The necessity of Merkel’s intervention demonstrated Kramp-Karrenbauer’s lack of influence in the party, raising questions about her ability to lead after Merkel’s upcoming departure. Combined with the national attention on the scandal, this proved to be enough to warrant Kramp-Karrenbauer’s resignation.
This has triggered a succession crisis in Germany: with Merkel’s favored successor out of the running, it is unclear who may become chancellor, and what direction they will take in leading the country.
For now, none of the other parties in Germany pose a serious electoral threat to the CDU/CSU, meaning that the next party leader will almost certainly become chancellor after Merkel. Among the names floated are previous leadership candidates Jens Spahn and Freidrich Merz.
Spahn, who serves as Health Minister at the young age of 39, is considered to be a moderate but is relatively new on the political scene. Meanwhile, Merz is a far more popular and experienced candidate, but would be considerably more conservative on almost all issues compared to Merkel. Neither candidate is yet to earn Merkel’s favor, a key factor given Merkel’s 20-year prominence in German politics and government.
It is worth noting that such a succession crisis has occurred before. Ursula von der Leyen, who previously served as Defense Minister like Kramp-Karrenbauer, was often floated as a potential successor for Merkel. However, her poor handling of the Defense Ministry and frequent disagreements with more conservative members of the CDU/CSU threatened to bring her political career to an untimely end. In 2018, during elections to the CDU/CSU’s executive board, von der Leyen received just 57% of the vote, significantly less than her previous margins. Her career was saved after she was offered the Presidency of the EU’s European Commission, but it still left Merkel without a replacement.
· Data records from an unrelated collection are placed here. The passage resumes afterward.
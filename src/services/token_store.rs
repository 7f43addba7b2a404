// SPDX-License-Identifier: MIT
// Copyright 2026 Roland Dreier <roland@rolandd.dev>

//! Token persistence across report runs.
//!
//! The store holds one access/refresh pair. A stored access token is only
//! handed out while it is fresh (see [`TokenRecord::is_fresh_at`]); the
//! refresh token is handed out regardless, because the provider rotates it
//! and the newest one is the only one that still works.

use crate::config::Credentials;
use crate::error::StoreError;
use crate::models::TokenRecord;
use crate::time_utils::unix_now;
use std::io::Write;
use std::path::{Path, PathBuf};
use std::sync::{Arc, Mutex};

/// Durable storage for a single token record.
pub trait TokenBackend: Send + Sync {
    /// Read the stored record. Missing or unreadable data is `None`.
    fn read(&self) -> Option<TokenRecord>;

    /// Replace the stored record.
    fn write(&self, record: &TokenRecord) -> Result<(), StoreError>;
}

/// JSON file backend. Writes go to a temp file in the same directory and
/// are renamed into place, so readers never observe a partial file.
#[derive(Debug, Clone)]
pub struct FileBackend {
    path: PathBuf,
}

impl FileBackend {
    pub fn new(path: impl Into<PathBuf>) -> Self {
        Self { path: path.into() }
    }
}

impl TokenBackend for FileBackend {
    fn read(&self) -> Option<TokenRecord> {
        let raw = match std::fs::read_to_string(&self.path) {
            Ok(raw) => raw,
            Err(e) if e.kind() == std::io::ErrorKind::NotFound => return None,
            Err(e) => {
                tracing::warn!(path = %self.path.display(), error = %e, "Failed to read token file");
                return None;
            }
        };

        match serde_json::from_str(&raw) {
            Ok(record) => Some(record),
            Err(e) => {
                tracing::warn!(path = %self.path.display(), error = %e, "Ignoring corrupt token file");
                None
            }
        }
    }

    fn write(&self, record: &TokenRecord) -> Result<(), StoreError> {
        let dir = match self.path.parent() {
            Some(parent) if !parent.as_os_str().is_empty() => parent,
            _ => Path::new("."),
        };
        std::fs::create_dir_all(dir)?;

        let mut tmp = tempfile::NamedTempFile::new_in(dir)?;
        serde_json::to_writer(&mut tmp, record)?;
        tmp.as_file_mut().flush()?;
        tmp.as_file().sync_all()?;
        tmp.persist(&self.path).map_err(|e| StoreError::Io(e.error))?;
        Ok(())
    }
}

/// In-memory backend for tests and dry runs.
#[derive(Debug, Clone, Default)]
pub struct MemoryBackend {
    record: Arc<Mutex<Option<TokenRecord>>>,
}

impl MemoryBackend {
    pub fn new() -> Self {
        Self::default()
    }

    /// Backend pre-populated with `record`.
    pub fn with_record(record: TokenRecord) -> Self {
        Self {
            record: Arc::new(Mutex::new(Some(record))),
        }
    }
}

impl TokenBackend for MemoryBackend {
    fn read(&self) -> Option<TokenRecord> {
        self.record.lock().ok().and_then(|guard| guard.clone())
    }

    fn write(&self, record: &TokenRecord) -> Result<(), StoreError> {
        if let Ok(mut guard) = self.record.lock() {
            *guard = Some(record.clone());
        }
        Ok(())
    }
}

/// Token store with freshness rules on top of a backend.
#[derive(Clone)]
pub struct TokenStore {
    backend: Arc<dyn TokenBackend>,
}

impl TokenStore {
    pub fn new(backend: impl TokenBackend + 'static) -> Self {
        Self {
            backend: Arc::new(backend),
        }
    }

    /// Store backed by the JSON file at `path`.
    pub fn file(path: impl Into<PathBuf>) -> Self {
        Self::new(FileBackend::new(path))
    }

    /// Store kept in memory only.
    pub fn in_memory() -> Self {
        Self::new(MemoryBackend::new())
    }

    /// The stored record, only if it is fresh now.
    pub fn load(&self) -> Option<TokenRecord> {
        self.load_at(unix_now())
    }

    /// The stored record, only if it is fresh at `now`.
    pub fn load_at(&self, now: i64) -> Option<TokenRecord> {
        self.backend.read().filter(|record| record.is_fresh_at(now))
    }

    /// The stored record regardless of freshness.
    pub fn load_any(&self) -> Option<TokenRecord> {
        self.backend.read()
    }

    /// Access token to start with: a fresh stored one, else the seed.
    pub fn current_access_token(&self, seed: &Credentials) -> String {
        match self.load() {
            Some(record) => record.access_token,
            None => seed.access_token.clone(),
        }
    }

    /// Most recently persisted refresh token, else the seed.
    pub fn latest_refresh_token(&self, seed: &Credentials) -> String {
        self.load_any()
            .map(|record| record.refresh_token)
            .filter(|token| !token.is_empty())
            .unwrap_or_else(|| seed.refresh_token.clone())
    }

    /// Persist a new pair expiring `expires_in` seconds from now.
    pub fn save(
        &self,
        access_token: &str,
        refresh_token: &str,
        expires_in: i64,
    ) -> Result<TokenRecord, StoreError> {
        self.save_at(access_token, refresh_token, expires_in, unix_now())
    }

    /// Persist a new pair expiring `expires_in` seconds after `now`.
    pub fn save_at(
        &self,
        access_token: &str,
        refresh_token: &str,
        expires_in: i64,
        now: i64,
    ) -> Result<TokenRecord, StoreError> {
        let record = TokenRecord::issued_at(access_token, refresh_token, expires_in, now);
        self.backend.write(&record)?;
        tracing::debug!(expires_at = record.expires_at, "Token record saved");
        Ok(record)
    }
}

#[cfg(test)]
mod tests {
    use super::*;
    use crate::models::token::FRESHNESS_BUFFER_SECS;

    fn seed() -> Credentials {
        Credentials {
            client_id: "id".to_string(),
            client_secret: "secret".to_string(),
            access_token: "seed_access".to_string(),
            refresh_token: "seed_refresh".to_string(),
        }
    }

    #[test]
    fn test_load_rejects_tokens_inside_buffer() {
        let now = 1_700_000_000;
        let store = TokenStore::in_memory();
        store
            .save_at("access", "refresh", FRESHNESS_BUFFER_SECS, now)
            .unwrap();

        assert!(store.load_at(now).is_none());
        assert_eq!(store.load_any().unwrap().access_token, "access");
    }

    #[test]
    fn test_load_returns_fresh_token() {
        let now = 1_700_000_000;
        let store = TokenStore::in_memory();
        store.save_at("access", "refresh", 259_200, now).unwrap();

        let record = store.load_at(now).unwrap();
        assert_eq!(record.expires_at, now + 259_200);
    }

    #[test]
    fn test_empty_store_falls_back_to_seed() {
        let store = TokenStore::in_memory();
        assert_eq!(store.current_access_token(&seed()), "seed_access");
        assert_eq!(store.latest_refresh_token(&seed()), "seed_refresh");
    }

    #[test]
    fn test_stale_record_still_supplies_refresh_token() {
        let store = TokenStore::new(MemoryBackend::with_record(TokenRecord {
            access_token: "old_access".to_string(),
            refresh_token: "rotated_refresh".to_string(),
            expires_at: 0,
        }));

        assert_eq!(store.current_access_token(&seed()), "seed_access");
        assert_eq!(store.latest_refresh_token(&seed()), "rotated_refresh");
    }
}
Indeed, this succession crisis throws Germany’s future into doubt. On one hand, Merkel could continue with her plans to retire, paving the way for Merz to become Chancellor and radically alter the centrist politics that have dominated Germany for decades. Such a shift may be alarming, given Germany’s history with right-wing leaders; Merz’s positions on LGBT rights, abortion, and immigration specifically may provoke concerns among European leadership, as Germany has recently been a leader in more inclusive policies on the continent. Merz would also be more open to partnering with the AfD to maintain the CDU/CSU’s control of the government, opening the door for the far-right to hold significant control of Germany once again.
Meanwhile, Merkel may choose to find another handpicked successor. In doing so, however, she will need to give that person time to grow into a leadership role and give them significant cabinet experience, which means she may have to delay her retirement. Under such conditions, there is no guarantee that this successor will not fall from grace as Merkel’s other proteges have done. Such an outcome for her new chosen replacement is very likely, as the only high-level cabinet position obviously open is the Defense Ministry, which is notorious for sinking the political careers of many of Germany’s rising stars due to the difficulty of managing the structure of the German military.
Even so, the chaos in the CDU/CSU may have voters looking for an alternative. Though the other German parties are all reasonably weak, it is possible that the left-leaning Greens or the AfD may surge amid the uncertainty in the current majority party. This makes Germany’s future only more unclear, as a Green or AfD-led government would be radically different from the politics embraced by the German establishment for decades.
What is certain, however, is that the turmoil in Germany will create an unsettling distrust in the current German leadership, which will reverberate across Europe and foment further political instability around the continent.